SEC Chair Gary Gensler Highlights Accomplishments

Since taking the helm at the Securities and Exchange Commission in April 2021, Gary Gensler has initiated a wide-ranging set of rules, according to ISDA IQ.

“We’ve already proposed and adopted more than 40 items during my time here. More than three quarters of those are well into the implementation phase and have not been challenged in court,” Gensler told ISDA IQ in an interview.

SEC Chair Gary Gensler

“We recently halved the US settlement cycle for equities and corporate and municipal bonds, along with Canada and Mexico. We’ve adopted and implemented some really critical items related to corporate governance. We’ve taken some very important steps in cyber, both for companies and issuers that have material cyber events and, more recently, for individuals,” he said.

“We’ve adopted and are working with clearing houses and market participants on implementation of some key reforms in the Treasury market related to central clearing,” he said.

“We’ve addressed some of the repeated instabilities in money market funds and adopted rules last year that are still being implemented. We adopted rules on truth in advertising for registered investment companies and we have updated a 24-year old rule in that area,” he added.

ISDA IQ said that there has been an active debate about the regulation of crypto assets, and whether they should be considered as securities. When asked what is the appropriate model of regulation for this market, Chair Gensler said: “Without prejudging any one asset, it’s pretty straightforward: most crypto assets are likely to be securities and should be regulated as such.”

Gensler said there are 15,000-20,000 tokens and there’s nothing incompatible about the accounting ledger they’re stored on with the securities laws.

“The principle is consistent – it’s about making proper disclosure to investors so they can decide whether they want to buy or sell a particular crypto asset,” he said.

In July 2023, the SEC proposed rules to require broker-dealers and investment advisers to take steps to address conflicts of interest associated with the use of predictive data analytics and similar technologies. When ISDA IQ asked how the SEC is approaching the rapid development of artificial intelligence (AI), Chair Gensler replied that AI is among the most transformative technologies of our time. 

“It’s already being used in finance to protect customers from fraud, to survey markets and for compliance with anti-money laundering and sanctions regimes,” he said. 

“It’s used by traders to assess the markets, by investment advisers to set up robo-advising applications and by insurance companies for claims processing,” he said.

“It’s used by all sorts of financial institutions for opening accounts, and I think it will lead to significant changes in corporate issuance and risks and opportunities in different parts of the economy,” he added.

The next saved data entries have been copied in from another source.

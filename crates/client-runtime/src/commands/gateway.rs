//! `oemctl gateway`: the high-level flow. The gateway picks endorsers and
//! waits for commit according to its configured strategy.

use crate::cli::{FunctionArgs, GatewayCommand};
use crate::config::RuntimeConfig;
use crate::transport;
use anyhow::Context;
use fc_04_gateway::{CommitStrategy, Gateway, GatewayConfig};
use std::sync::Arc;
use tracing::info;

pub async fn run(command: GatewayCommand, config: &RuntimeConfig) -> anyhow::Result<()> {
    let mut gateway_config = config.gateway_config();
    if let GatewayCommand::Submit(args) = &command {
        if args.commit.wait && gateway_config.commit_strategy == CommitStrategy::None {
            gateway_config.commit_strategy = CommitStrategy::AnyPeer {
                timeout_ms: config.submission.commit_timeout_ms,
            };
        }
    }

    let gateway = connect(config, &gateway_config).await?;
    let result = execute(&gateway, &gateway_config, command).await;
    gateway.disconnect().await;

    println!("{}", String::from_utf8_lossy(&result?));
    Ok(())
}

/// Load the profile and wallet named by `config` and connect a gateway.
pub async fn connect(
    config: &RuntimeConfig,
    gateway_config: &GatewayConfig,
) -> anyhow::Result<Gateway> {
    let profile = config.bootstrap.load_profile().with_context(|| {
        format!(
            "loading connection profile {}",
            config.bootstrap.connection_profile.display()
        )
    })?;
    let wallet = Arc::new(config.bootstrap.wallet(&profile));
    let transport = transport::connect(config, &profile)?;
    Ok(Gateway::connect(profile, gateway_config.options(wallet, transport)).await?)
}

/// Submit or evaluate one transaction and return its response payload.
pub async fn execute(
    gateway: &Gateway,
    config: &GatewayConfig,
    command: GatewayCommand,
) -> anyhow::Result<Vec<u8>> {
    let network = gateway.network(&config.channel).await?;
    let contract = network.contract(&config.chaincode);

    match command {
        GatewayCommand::Submit(FunctionArgs { function, args, .. }) => {
            let args: Vec<&str> = args.iter().map(String::as_str).collect();
            let mut transaction = contract.create_transaction(&function);
            let result = transaction.submit(&args).await?;
            if let Some(outcome) = transaction.outcome() {
                info!(
                    tx_id = %outcome.tx_id,
                    endorsements = outcome.endorsements,
                    block = ?outcome.commit.as_ref().map(|c| c.block_number),
                    "Gateway transaction submitted"
                );
            }
            Ok(result)
        }
        GatewayCommand::Evaluate(FunctionArgs { function, args, .. }) => {
            let args: Vec<&str> = args.iter().map(String::as_str).collect();
            Ok(contract.evaluate_transaction(&function, &args).await?)
        }
    }
}
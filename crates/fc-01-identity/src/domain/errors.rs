//! Error types for profile loading, wallets and client bootstrap.

use shared_types::IdentityError;
use thiserror::Error;

/// Connection or client profile could not be used.
#[derive(Debug, Clone, Error, PartialEq, Eq)]
pub enum ProfileError {
    #[error("Cannot read profile {path}: {reason}")]
    Read { path: String, reason: String },

    #[error("Cannot parse profile {path}: {reason}")]
    Parse { path: String, reason: String },

    #[error("Unsupported profile format for {path}: expected .yaml, .yml or .json")]
    UnsupportedFormat { path: String },

    #[error("Peer {peer} referenced by {referenced_by} is not defined")]
    UndefinedPeer { peer: String, referenced_by: String },

    #[error("Orderer {orderer} referenced by {referenced_by} is not defined")]
    UndefinedOrderer {
        orderer: String,
        referenced_by: String,
    },

    #[error("Client organization {0} is not defined")]
    UndefinedOrganization(String),
}

/// Wallet storage errors.
#[derive(Debug, Clone, Error, PartialEq, Eq)]
pub enum WalletError {
    #[error("Wallet I/O error at {path}: {reason}")]
    Io { path: String, reason: String },

    #[error("Malformed identity file {path}: {reason}")]
    Malformed { path: String, reason: String },

    #[error("Identity label {0:?} is not a valid file name")]
    InvalidLabel(String),
}

/// Process exit codes for setup failures.
pub mod exit_codes {
    pub const CONFIGURATION: i32 = 2;
    pub const IDENTITY_MISSING: i32 = 3;
    pub const CHANNEL_UNREACHABLE: i32 = 4;
}

/// Setup-time failures: nothing has been sent to the network yet.
#[derive(Debug, Clone, Error, PartialEq, Eq)]
pub enum BootstrapError {
    #[error(transparent)]
    Profile(#[from] ProfileError),

    #[error(transparent)]
    Wallet(#[from] WalletError),

    /// The profile names no client organization and no MSP id was given.
    #[error("Profile does not name a client organization")]
    NoClientOrganization,

    #[error("Identity {label} not found in wallet {wallet}")]
    IdentityNotFound { label: String, wallet: String },

    #[error("Identity {label} is unusable: {source}")]
    InvalidIdentity {
        label: String,
        #[source]
        source: IdentityError,
    },

    #[error("Channel {channel} is not defined in the connection profile")]
    ChannelNotFound { channel: String },

    #[error("Channel {channel} has no reachable peers")]
    ChannelHasNoPeers { channel: String },

    #[error("Peer {peer} is not part of channel {channel}")]
    PeerNotFound { channel: String, peer: String },
}

impl BootstrapError {
    /// Non-zero process exit code for this failure.
    #[must_use]
    pub fn exit_code(&self) -> i32 {
        match self {
            Self::Profile(_) | Self::Wallet(_) | Self::NoClientOrganization => {
                exit_codes::CONFIGURATION
            }
            Self::IdentityNotFound { .. } | Self::InvalidIdentity { .. } => {
                exit_codes::IDENTITY_MISSING
            }
            Self::ChannelNotFound { .. }
            | Self::ChannelHasNoPeers { .. }
            | Self::PeerNotFound { .. } => exit_codes::CHANNEL_UNREACHABLE,
        }
    }
}
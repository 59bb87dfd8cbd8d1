//! Value objects exchanged with the ordering service and commit notifiers.

use crate::domain::errors::PeerFailure;
use serde::{Deserialize, Serialize};
use shared_types::{TransactionId, ValidationCode};
use std::time::Duration;

/// Ordering service verdict on a broadcast. Success means queued, not committed.
#[derive(Debug, Clone, Copy, PartialEq, Eq, Serialize, Deserialize)]
#[serde(rename_all = "SCREAMING_SNAKE_CASE")]
pub enum BroadcastStatus {
    Success,
    BadRequest,
    Forbidden,
    ServiceUnavailable,
}

impl BroadcastStatus {
    pub fn as_str(self) -> &'static str {
        match self {
            BroadcastStatus::Success => "SUCCESS",
            BroadcastStatus::BadRequest => "BAD_REQUEST",
            BroadcastStatus::Forbidden => "FORBIDDEN",
            BroadcastStatus::ServiceUnavailable => "SERVICE_UNAVAILABLE",
        }
    }
}

#[derive(Debug, Clone, PartialEq, Eq, Serialize, Deserialize)]
pub struct BroadcastAck {
    pub status: BroadcastStatus,
    #[serde(default)]
    pub info: String,
}

impl BroadcastAck {
    #[must_use]
    pub fn success() -> Self {
        Self {
            status: BroadcastStatus::Success,
            info: String::new(),
        }
    }

    #[must_use]
    pub fn rejected(status: BroadcastStatus, info: impl Into<String>) -> Self {
        Self {
            status,
            info: info.into(),
        }
    }

    #[must_use]
    pub fn is_success(&self) -> bool {
        self.status == BroadcastStatus::Success
    }
}

/// Final status of a transaction as reported by a committing peer.
#[derive(Debug, Clone, PartialEq, Eq, Serialize, Deserialize)]
pub struct CommitStatus {
    pub tx_id: TransactionId,
    pub block_number: u64,
    pub validation_code: ValidationCode,
}

/// Whether `order` waits for the commit event.
#[derive(Debug, Clone, Copy, PartialEq, Eq, Default)]
pub enum CommitWait {
    /// Return as soon as the ordering service has queued the envelope.
    #[default]
    Skip,
    /// Wait for the commit event, at most `timeout`.
    Wait { timeout: Duration },
}

/// Result of a successfully ordered transaction.
#[derive(Debug, Clone, PartialEq, Eq)]
pub struct SubmitOutcome {
    pub tx_id: TransactionId,
    /// Chaincode response payload from the endorsements.
    pub result: Vec<u8>,
    pub endorsements: usize,
    /// Peers that did not endorse but were outvoted by the policy.
    pub failures: Vec<PeerFailure>,
    pub ack: BroadcastAck,
    /// Present when the flow waited for commit.
    pub commit: Option<CommitStatus>,
}
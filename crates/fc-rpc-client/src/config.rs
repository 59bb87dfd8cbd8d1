//! # RPC Transport Configuration

use crate::domain::errors::RpcError;
use reqwest::Url;
use serde::{Deserialize, Serialize};
use std::time::Duration;

#[derive(Clone, Debug, PartialEq, Eq, Serialize, Deserialize)]
#[serde(default)]
pub struct RpcConfig {
    /// Per-request HTTP timeout.
    pub request_timeout_ms: u64,

    /// How often an event source asks its peer for new blocks.
    pub poll_interval_ms: u64,

    /// Upper bound on blocks fetched per poll.
    pub max_blocks_per_poll: usize,

    /// Rewrite every profile endpoint host to `localhost`. For networks
    /// running in containers whose profile carries container host names.
    pub as_localhost: bool,
}

impl Default for RpcConfig {
    fn default() -> Self {
        Self {
            request_timeout_ms: 30_000,
            poll_interval_ms: 500,
            max_blocks_per_poll: 64,
            as_localhost: true,
        }
    }
}

impl RpcConfig {
    pub fn for_testing() -> Self {
        Self {
            request_timeout_ms: 2_000,
            poll_interval_ms: 20,
            ..Self::default()
        }
    }

    pub fn request_timeout(&self) -> Duration {
        Duration::from_millis(self.request_timeout_ms)
    }

    pub fn poll_interval(&self) -> Duration {
        Duration::from_millis(self.poll_interval_ms.max(1))
    }

    /// Parse a profile URL, applying `as_localhost`.
    pub fn endpoint(&self, url: &str) -> Result<Url, RpcError> {
        let invalid = |reason: String| RpcError::InvalidUrl {
            url: url.to_string(),
            reason,
        };
        let mut parsed = Url::parse(url).map_err(|e| invalid(e.to_string()))?;
        if self.as_localhost {
            parsed
                .set_host(Some("localhost"))
                .map_err(|e| invalid(e.to_string()))?;
        }
        Ok(parsed)
    }
}
//! Error types for the development network.

use thiserror::Error;

/// A chaincode invocation failed. The message becomes the peer's failed
/// proposal response, exactly as the chaincode phrased it.
#[derive(Debug, Clone, Error, PartialEq, Eq)]
pub enum ChaincodeError {
    #[error("Function {function} not found in contract {chaincode}")]
    UnknownFunction { chaincode: String, function: String },

    #[error("Incorrect number of params. Expected {expected}, received {received}")]
    ArgumentCount { expected: usize, received: usize },

    #[error("Error managing parameter param{position}. {reason}")]
    InvalidArgument { position: usize, reason: String },

    #[error("{0}")]
    Failed(String),
}

impl ChaincodeError {
    pub fn failed(message: impl Into<String>) -> Self {
        Self::Failed(message.into())
    }
}

/// Building or operating the network failed.
#[derive(Debug, Clone, Error, PartialEq, Eq)]
pub enum DevnetError {
    #[error("Peer {0} is defined twice")]
    DuplicatePeer(String),

    #[error("Network has no peers")]
    NoPeers,

    /// A profile peer belongs to no organization, so it has no MSP id.
    #[error("Peer {peer} belongs to no organization in the profile")]
    UnknownOrganization { peer: String },

    #[error("Block encoding failed: {0}")]
    Encoding(#[from] shared_types::EncodingError),
}
//! Domain layer: typestate transaction, endorsement classification, policy, errors.

pub mod endorsement;
pub mod errors;
pub mod policy;
pub mod registry;
pub mod transaction;
pub mod value_objects;
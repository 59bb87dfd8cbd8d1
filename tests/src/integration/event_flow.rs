//! # Event Flow
//!
//! Registrations on a peer's event hub, before and after activation, fed
//! by transactions ordered on the same development network.

#[cfg(test)]
mod tests {
    use crate::fixtures::*;
    use fc_02_submission::{SubmitOptions, TransactionSubmissionApi};
    use fc_03_event_hub::{ChannelEvent, ChannelEventHub, ConnectOptions, EventHubError, EventSource};
    use shared_types::payloads::{decode_event, event_names, NewAssetPayload};
    use shared_types::ChaincodeId;
    use std::sync::Arc;
    use std::time::Duration;
    use tokio::time::timeout;

    fn hub(net: &TestNetwork) -> Arc<ChannelEventHub> {
        let source: Arc<dyn EventSource> = net.network.peer(REQUIREMENTS_PEER).unwrap().clone();
        Arc::new(ChannelEventHub::new(source))
    }

    async fn create(net: &TestNetwork, id: &str) {
        net.submitter()
            .submit_transaction(
                peers(&[REQUIREMENTS_PEER]),
                invocation("NewAsset", &[id, JOHN_DOE, "text"]),
                SubmitOptions::default(),
            )
            .await
            .unwrap();
    }

    #[tokio::test]
    async fn test_registration_without_activation_delivers_nothing() {
        let net = TestNetwork::start().await;
        let hub = hub(&net);
        let mut registration =
            hub.register_chaincode_event(&ChaincodeId::new(CHAINCODE), event_names::NEW_ASSET);

        create(&net, "Req-1").await;

        assert!(!hub.is_connected());
        assert!(registration.stream.try_recv().unwrap().is_none());
        assert!(
            timeout(Duration::from_millis(100), registration.stream.recv())
                .await
                .is_err(),
            "nothing may arrive before connect"
        );
    }

    #[tokio::test]
    async fn test_registration_and_activation_deliver_matching_event() {
        let net = TestNetwork::start().await;
        let hub = hub(&net);
        let mut registration =
            hub.register_chaincode_event(&ChaincodeId::new(CHAINCODE), event_names::NEW_ASSET);
        hub.connect(ConnectOptions::default()).await.unwrap();

        create(&net, "Req-1").await;

        let event = timeout(Duration::from_secs(2), registration.stream.recv())
            .await
            .unwrap()
            .unwrap()
            .unwrap();
        match event {
            ChannelEvent::Chaincode {
                block_number,
                event,
                source,
            } => {
                assert_eq!(block_number, 0);
                assert_eq!(source.as_str(), REQUIREMENTS_PEER);
                let payload: NewAssetPayload = decode_event(&event).unwrap();
                assert_eq!(payload.asset_id, "Req-1");
            }
            other => panic!("unexpected event {other:?}"),
        }
        hub.disconnect().await;
    }

    #[tokio::test]
    async fn test_replay_from_block_after_the_fact() {
        let net = TestNetwork::start().await;
        create(&net, "Req-1").await;
        create(&net, "Req-2").await;

        let hub = hub(&net);
        let mut blocks = hub.register_block_event();
        hub.connect(ConnectOptions::from_block(1)).await.unwrap();

        match timeout(Duration::from_secs(2), blocks.stream.recv()).await.unwrap() {
            Some(Ok(ChannelEvent::BlockCommitted { block, .. })) => assert_eq!(block.number, 1),
            other => panic!("unexpected {other:?}"),
        }
        hub.disconnect().await;
    }

    #[tokio::test]
    async fn test_filtered_blocks_strip_event_payloads() {
        let net = TestNetwork::start().await;
        let hub = hub(&net);
        let mut registration =
            hub.register_chaincode_event(&ChaincodeId::new(CHAINCODE), event_names::NEW_ASSET);
        hub.connect(ConnectOptions {
            full_block: false,
            start_block: None,
        })
        .await
        .unwrap();

        create(&net, "Req-1").await;
        match timeout(Duration::from_secs(2), registration.stream.recv()).await.unwrap() {
            Some(Ok(ChannelEvent::Chaincode { event, .. })) => {
                assert_eq!(event.event_name, event_names::NEW_ASSET);
                assert!(event.payload.is_empty());
            }
            other => panic!("unexpected {other:?}"),
        }
        hub.disconnect().await;
    }

    #[tokio::test]
    async fn test_unregister_and_disconnect_end_streams() {
        let net = TestNetwork::start().await;
        let hub = hub(&net);
        let chaincode = ChaincodeId::new(CHAINCODE);
        let mut dropped = hub.register_chaincode_event(&chaincode, event_names::NEW_ASSET);
        let mut kept = hub.register_chaincode_event(&chaincode, event_names::NEW_ASSET);
        hub.connect(ConnectOptions::default()).await.unwrap();

        assert!(hub.unregister(&dropped.id));
        assert!(timeout(Duration::from_secs(1), dropped.stream.recv())
            .await
            .unwrap()
            .is_none());

        hub.disconnect().await;
        match timeout(Duration::from_secs(1), kept.stream.recv()).await.unwrap() {
            Some(Err(EventHubError::Disconnected { .. })) => {}
            other => panic!("expected disconnect, got {other:?}"),
        }
        assert!(timeout(Duration::from_secs(1), kept.stream.recv())
            .await
            .unwrap()
            .is_none());
    }
}
//! `oemctl invoke`: the explicit two-phase flow against the target peer.
//!
//! Each invocation is proposed once, endorsement failures are logged, and
//! the endorsed transaction is ordered under the same id.

use super::Session;
use crate::cli::{FunctionArgs, InvokeCommand, NewAssetArgs, ShareBulkArgs};
use anyhow::Context;
use fc_02_submission::{CommitWait, SubmitOutcome, TransactionSubmissionApi};
use shared_types::payloads::Owner;
use shared_types::ChaincodeInvocation;
use tracing::{info, warn};

/// Text stored when neither `--text` nor `--data-file` is given.
pub const DEFAULT_TEXT: &str = "The system shall record every requirement on the ledger.";

pub async fn run(session: &Session, command: InvokeCommand) -> anyhow::Result<SubmitOutcome> {
    match command {
        InvokeCommand::NewAsset(args) => {
            let invocation = new_asset_invocation(session, &args).await?;
            submit(session, invocation, session.commit_wait(args.commit.wait)).await
        }
        InvokeCommand::ShareBulk(args) => share_bulk(session, &args).await,
        InvokeCommand::Raw(FunctionArgs {
            function,
            args,
            commit,
        }) => {
            let invocation = session.invocation(&function, &args);
            submit(session, invocation, session.commit_wait(commit.wait)).await
        }
    }
}

pub async fn new_asset_invocation(
    session: &Session,
    args: &NewAssetArgs,
) -> anyhow::Result<ChaincodeInvocation> {
    let text = match (&args.text, &args.data_file) {
        (Some(text), _) => text.clone(),
        (None, Some(path)) => tokio::fs::read_to_string(path)
            .await
            .with_context(|| format!("reading requirement text from {}", path.display()))?,
        (None, None) => DEFAULT_TEXT.to_string(),
    };
    let owner = serde_json::to_string(&Owner::new(&args.first_name, &args.last_name))?;
    Ok(session.invocation("NewAsset", &[args.id.clone(), owner, text]))
}

/// `<prefix><n>` for every n in `from..=to`.
#[must_use]
pub fn bulk_ids(prefix: &str, from: u64, to: u64) -> Vec<String> {
    (from..=to).map(|n| format!("{prefix}{n}")).collect()
}

pub fn share_bulk_invocation(
    session: &Session,
    args: &ShareBulkArgs,
) -> anyhow::Result<ChaincodeInvocation> {
    let ids = bulk_ids(&args.prefix, args.from, args.to);
    if ids.is_empty() {
        anyhow::bail!("empty id range {}..={}", args.from, args.to);
    }
    let ids = serde_json::to_string(&ids)?;
    let owner = serde_json::to_string(&Owner::new(&args.first_name, &args.last_name))?;
    Ok(session.invocation("ShareAssetsBulk", &[ids, owner]))
}

async fn share_bulk(session: &Session, args: &ShareBulkArgs) -> anyhow::Result<SubmitOutcome> {
    let invocation = share_bulk_invocation(session, args)?;
    let started = chrono::Utc::now().timestamp();
    info!(
        prefix = %args.prefix,
        from = args.from,
        to = args.to,
        start = started,
        "Bulk share started"
    );
    let outcome = submit(session, invocation, session.commit_wait(args.commit.wait)).await?;
    info!(
        tx_id = %outcome.tx_id,
        end = chrono::Utc::now().timestamp(),
        "Bulk share ordered"
    );
    Ok(outcome)
}

/// Propose to the target peer, then order the endorsed transaction.
pub async fn submit(
    session: &Session,
    invocation: ChaincodeInvocation,
    commit: CommitWait,
) -> anyhow::Result<SubmitOutcome> {
    let submitter = session.submitter(commit).await?;
    let function = invocation.function.clone();

    let endorsed = submitter
        .propose(
            vec![session.target()],
            invocation,
            &session.config().submission.policy,
        )
        .await?;
    for failure in endorsed.endorsements().failures() {
        warn!(tx_id = %endorsed.tx_id().short(), %failure, "Peer did not endorse");
    }
    info!(
        tx_id = %endorsed.tx_id().short(),
        function = %function,
        endorsements = endorsed.endorsements().endorsed_count(),
        "Proposal endorsed"
    );

    Ok(submitter.order(endorsed, commit).await?)
}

“Our role here at the SEC remains consistent – it’s all about making sure firms disclose the material information that is needed and that those disclosures are not misleading,” he said.

“Just as in other areas of transition, sometimes folks will exaggerate what they’re doing with this new technology, whether it’s an investment adviser bragging about the use of AI when they’re not really using it or a company that says it’s doing something but it’s not true.”

We need to beware of misleading the public in any material way – so-called AI washing. Fraud is fraud and bad actors will try to use new technologies to do bad things. That’s been true since antiquity. If firms are using an AI model, they shouldn’t think they can now do a bad thing and blame it on the model. If you deploy the model, you have a certain responsibility and obligation, particularly if you’re a fiduciary or advising people.

“If you’re using a model to front run or manipulate a market or perpetrate a fraud, there’s still a human somewhere who is responsible. Finally, we have a proposal outstanding about potential conflicts,” Gensler said.

“If you’re using an algorithm that’s putting the investment adviser or the broker-dealer into the mix of your engagement with customers, the basic concept in the US is that you’ve got to put the investor first. You must make sure the algorithm hasn’t got it the other way around by putting the investment adviser or broker-dealer first,” he said.

The three areas of focus for the SEC are AI washing, fraud and deception, and conflicts, according to Chair Gensler.

“But I also think there’s a risk that goes well beyond the US, which is that the use of AI will lead to certain fragilities in capital markets. That is why both the models and the data are likely to end up being quite centralised,” he noted. 

“We already have a system in the US where there are three large cloud providers, two of which are used by around 75% of the financial sector. There are natural economics of networks that are at play, and that is likely to also happen with AI. If everyone relies on the same model or the same data set, this could drive the market to a bad place, but that’s a challenge we all share,” he said.

The interview also discussed the Treasury market reforms, the climate-related disclosures, cross-margining arrangements, as well as the SEC’s proposal on safeguarding advisory client assets.